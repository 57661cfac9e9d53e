//! Items of one shopping list
//!
//! [`ShoppingListSync`] mirrors the products on a single list. Besides the
//! items it keeps the category catalogue, which realtime rows only reference
//! by id.

use super::reconciler::{
    replace_provisional, spawn_refresh_loop, ChangeSource, Reconciler, Rollback,
};
use super::{validate_name, RefreshOutcome, SyncError};
use crate::client::api::ShoppingListApi;
use crate::client::config::Config;
use crate::client::optimistic::EntityPatch;
use crate::client::realtime::{
    shopping_list_channel_name, ChannelSubscriptions, RealtimeTransport, TableFilter,
    SHOPPING_LIST_ITEMS_TABLE,
};
use crate::shared::error::SharedError;
use crate::shared::event::ActionKind;
use crate::shared::shopping::{
    group_products_by_category, AddToShoppingListParameters, Category, CategoryWithProducts,
    EntityId, Product, ShoppingListDetails, ShoppingListRow, UnitEnum,
    UpdateInShoppingListParameters,
};
use async_trait::async_trait;
use std::sync::{Arc, PoisonError, RwLock};
use std::time::Duration;
use tokio::sync::watch;
use uuid::Uuid;

/// Name shown for an item announced by realtime before its details arrive
pub const PLACEHOLDER_PRODUCT_NAME: &str = "Produkt";

/// A product to put on the list
#[derive(Debug, Clone, PartialEq)]
pub struct AddItem {
    pub name: String,
    pub quantity: f64,
    pub unit: UnitEnum,
    pub category_id: EntityId,
}

/// Changed fields of an item; `None` leaves a field alone
#[derive(Debug, Clone, Default, PartialEq)]
pub struct UpdateItem {
    pub id: EntityId,
    pub name: Option<String>,
    pub quantity: Option<f64>,
    pub unit: Option<UnitEnum>,
    pub category_id: Option<EntityId>,
}

/// Reconciler for the items of one shopping list
pub struct ShoppingListSync {
    list_id: EntityId,
    api: Arc<dyn ShoppingListApi>,
    engine: Reconciler<ShoppingListDetails>,
    categories: RwLock<Vec<Category>>,
    subscriptions: ChannelSubscriptions,
    refresh_interval: Duration,
}

impl ShoppingListSync {
    pub fn new(
        list_id: EntityId,
        api: Arc<dyn ShoppingListApi>,
        transport: Arc<dyn RealtimeTransport>,
        config: &Config,
    ) -> Arc<Self> {
        Arc::new(Self {
            list_id,
            api,
            engine: Reconciler::new("shopping_list"),
            categories: RwLock::new(Vec::new()),
            subscriptions: ChannelSubscriptions::new(transport),
            refresh_interval: config.refresh_interval(),
        })
    }

    pub fn list_id(&self) -> EntityId {
        self.list_id
    }

    /// Realtime channel carrying this list's item changes
    pub fn channel_name(&self) -> String {
        shopping_list_channel_name(self.list_id)
    }

    // --- state ---

    pub fn items(&self) -> Vec<ShoppingListDetails> {
        self.engine.snapshot()
    }

    pub fn subscribe(&self) -> watch::Receiver<Vec<ShoppingListDetails>> {
        self.engine.subscribe()
    }

    pub fn get(&self, id: EntityId) -> Option<ShoppingListDetails> {
        self.engine.get(id)
    }

    pub fn is_loading(&self) -> bool {
        self.engine.is_loading()
    }

    pub fn last_error(&self) -> Option<SyncError> {
        self.engine.last_error()
    }

    pub fn has_pending_actions(&self) -> bool {
        self.engine.has_pending_actions()
    }

    pub fn is_action_blocked(&self, id: EntityId, kind: ActionKind) -> bool {
        self.engine.is_action_blocked(id, kind)
    }

    pub fn categories(&self) -> Vec<Category> {
        self.categories
            .read()
            .unwrap_or_else(PoisonError::into_inner)
            .clone()
    }

    pub fn set_categories(&self, categories: Vec<Category>) {
        *self.categories.write().unwrap_or_else(PoisonError::into_inner) = categories;
    }

    /// Current items grouped under the known categories
    pub fn categories_with_products(&self) -> Vec<CategoryWithProducts> {
        group_products_by_category(&self.engine.snapshot(), &self.categories())
    }

    /// Category for `id`, else the first known one, else a bare placeholder
    fn resolve_category(&self, id: Option<EntityId>) -> Category {
        let categories = self.categories.read().unwrap_or_else(PoisonError::into_inner);
        id.and_then(|id| categories.iter().find(|c| c.id == id))
            .or_else(|| categories.first())
            .cloned()
            .unwrap_or_else(|| Category::placeholder(id.unwrap_or_default()))
    }

    // --- fetching and realtime ---

    /// Reload categories and items from the backend.
    ///
    /// A failed category fetch keeps the previous catalogue.
    pub async fn refresh(&self) -> Result<RefreshOutcome, SyncError> {
        match self.api.get_categories().await {
            Ok(categories) => self.set_categories(categories),
            Err(e) => {
                tracing::warn!(list_id = self.list_id, error = %e, "could not load categories")
            }
        }
        self.engine
            .refresh_with(self.api.get_shopping_list(self.list_id))
            .await
    }

    /// Subscribe to item changes of this list, replacing any earlier
    /// subscription on the same channel
    pub async fn listen_for_changes(self: &Arc<Self>) -> Result<Uuid, SyncError> {
        let weak = Arc::downgrade(self);
        let filter = TableFilter::table(SHOPPING_LIST_ITEMS_TABLE)
            .with_filter(format!("shopping_list_id=eq.{}", self.list_id));

        let id = self
            .subscriptions
            .listen(&self.channel_name(), filter, move |change| {
                let weak = weak.clone();
                async move {
                    if let Some(sync) = weak.upgrade() {
                        sync.engine.apply_change(sync.as_ref(), change).await;
                    }
                }
            })
            .await?;
        Ok(id)
    }

    /// Channels this reconciler is subscribed to
    pub async fn channels(&self) -> Vec<String> {
        self.subscriptions.channels().await
    }

    /// Refresh every `refresh_interval_secs` until disposed
    pub fn spawn_auto_refresh(self: &Arc<Self>) {
        let task = spawn_refresh_loop(
            Arc::downgrade(self),
            self.refresh_interval,
            |sync: Arc<Self>| async move { sync.refresh().await },
        );
        self.engine.track_task(task);
    }

    /// Unsubscribe everything and stop background work
    pub async fn dispose(&self) {
        self.engine.shutdown();
        self.subscriptions.unsubscribe_all().await;
    }

    // --- local mutations ---

    /// Flip `in_cart` of one item
    pub async fn toggle_in_cart(&self, id: EntityId) -> Result<ShoppingListDetails, SyncError> {
        self.engine
            .run_mutation(
                id,
                ActionKind::Update,
                |store| {
                    let rollback = Rollback::capture(store, id, "item")?;
                    let in_cart = store
                        .get_item(id)
                        .map(|(_, item)| item.in_cart)
                        .unwrap_or_default();
                    store.upsert_item(
                        Some(EntityPatch::new(id).set("in_cart", !in_cart)),
                        None,
                        false,
                    )?;
                    Ok(rollback)
                },
                self.api.toggle_product_in_cart(id),
                |store, item| store.upsert_entity(item, None, true).map(|_| ()),
            )
            .await
    }

    /// Put a new product at the top of the list
    pub async fn add_item(&self, params: AddItem) -> Result<ShoppingListDetails, SyncError> {
        validate_name(&params.name)?;

        let now = chrono::Utc::now();
        let provisional = self.engine.next_provisional_id();
        let placeholder = ShoppingListDetails {
            id: provisional,
            created_at: now.to_rfc3339(),
            quantity: params.quantity,
            unit: params.unit,
            name: params.name.clone(),
            in_cart: false,
            category: self.resolve_category(Some(params.category_id)),
        };
        let request = AddToShoppingListParameters {
            shopping_list_id: self.list_id,
            product_unit: params.unit,
            product_quantity: params.quantity,
            product_name: params.name,
            category_id: params.category_id,
        };

        self.engine
            .run_mutation(
                provisional,
                ActionKind::Insert,
                |store| {
                    store.upsert_entity(&placeholder, Some(0), false)?;
                    Ok(Rollback::Remove(provisional))
                },
                self.api.add_to_shopping_list(request),
                |store, item| replace_provisional(store, provisional, item).map(|_| ()),
            )
            .await
    }

    pub async fn update_item(&self, params: UpdateItem) -> Result<ShoppingListDetails, SyncError> {
        if let Some(name) = &params.name {
            validate_name(name)?;
        }

        let id = params.id;
        let category = match params.category_id {
            Some(category_id) => Some(
                serde_json::to_value(self.resolve_category(Some(category_id)))
                    .map_err(SharedError::from)?,
            ),
            None => None,
        };
        let patch = EntityPatch::new(id)
            .set_some("name", params.name.clone())
            .set_some("quantity", params.quantity)
            .set_some("unit", params.unit.map(|unit| unit.as_str()))
            .set_some("category", category);
        let request = UpdateInShoppingListParameters {
            id,
            shopping_list_id: self.list_id,
            unit: params.unit,
            quantity: params.quantity,
            name: params.name,
            category_id: params.category_id,
        };

        self.engine
            .run_mutation(
                id,
                ActionKind::Update,
                |store| {
                    let rollback = Rollback::capture(store, id, "item")?;
                    store.upsert_item(Some(patch), None, false)?;
                    Ok(rollback)
                },
                self.api.update_in_shopping_list(request),
                |store, item| store.upsert_entity(item, None, true).map(|_| ()),
            )
            .await
    }

    pub async fn delete_item(&self, id: EntityId) -> Result<EntityId, SyncError> {
        self.engine
            .run_mutation(
                id,
                ActionKind::Delete,
                |store| {
                    let rollback = Rollback::capture(store, id, "item")?;
                    store.delete_item(id);
                    Ok(rollback)
                },
                self.api.delete_from_shopping_list(id),
                |_, _| Ok(()),
            )
            .await
    }

    /// Catalogue products matching `name`
    pub async fn product_suggestions(&self, name: &str) -> Result<Vec<Product>, SyncError> {
        Ok(self.api.get_product_suggestion(name).await?)
    }
}

#[async_trait]
impl ChangeSource for ShoppingListSync {
    type Entity = ShoppingListDetails;
    type Row = ShoppingListRow;

    fn placeholder(&self, row: &ShoppingListRow) -> Result<ShoppingListDetails, SyncError> {
        Ok(ShoppingListDetails {
            id: row.id,
            created_at: chrono::Utc::now().to_rfc3339(),
            quantity: row.quantity.unwrap_or_default(),
            unit: UnitEnum::Gram,
            name: PLACEHOLDER_PRODUCT_NAME.to_string(),
            in_cart: row.in_cart.unwrap_or(false),
            category: self.resolve_category(row.category_id),
        })
    }

    fn patch(&self, row: &ShoppingListRow) -> EntityPatch {
        let category = row
            .category_id
            .map(|id| self.resolve_category(Some(id)))
            .and_then(|category| serde_json::to_value(category).ok());
        EntityPatch::new(row.id)
            .set_some("quantity", row.quantity)
            .set_some("in_cart", row.in_cart)
            .set_some("category", category)
    }

    async fn fetch(&self, id: EntityId) -> Result<EntityPatch, SyncError> {
        let item = self.api.get_shopping_list_product(id).await?;
        Ok(EntityPatch::from_entity(&item)?)
    }
}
____
## Work request
Filter the records for lines containing the word "Option" and copy each one.

## Solution to the problem
    pub name: Option<String>,
    pub quantity: Option<f64>,
    pub unit: Option<UnitEnum>,
    pub category_id: Option<EntityId>,
    pub fn get(&self, id: EntityId) -> Option<ShoppingListDetails> {
    pub fn last_error(&self) -> Option<SyncError> {
    fn resolve_category(&self, id: Option<EntityId>) -> Category {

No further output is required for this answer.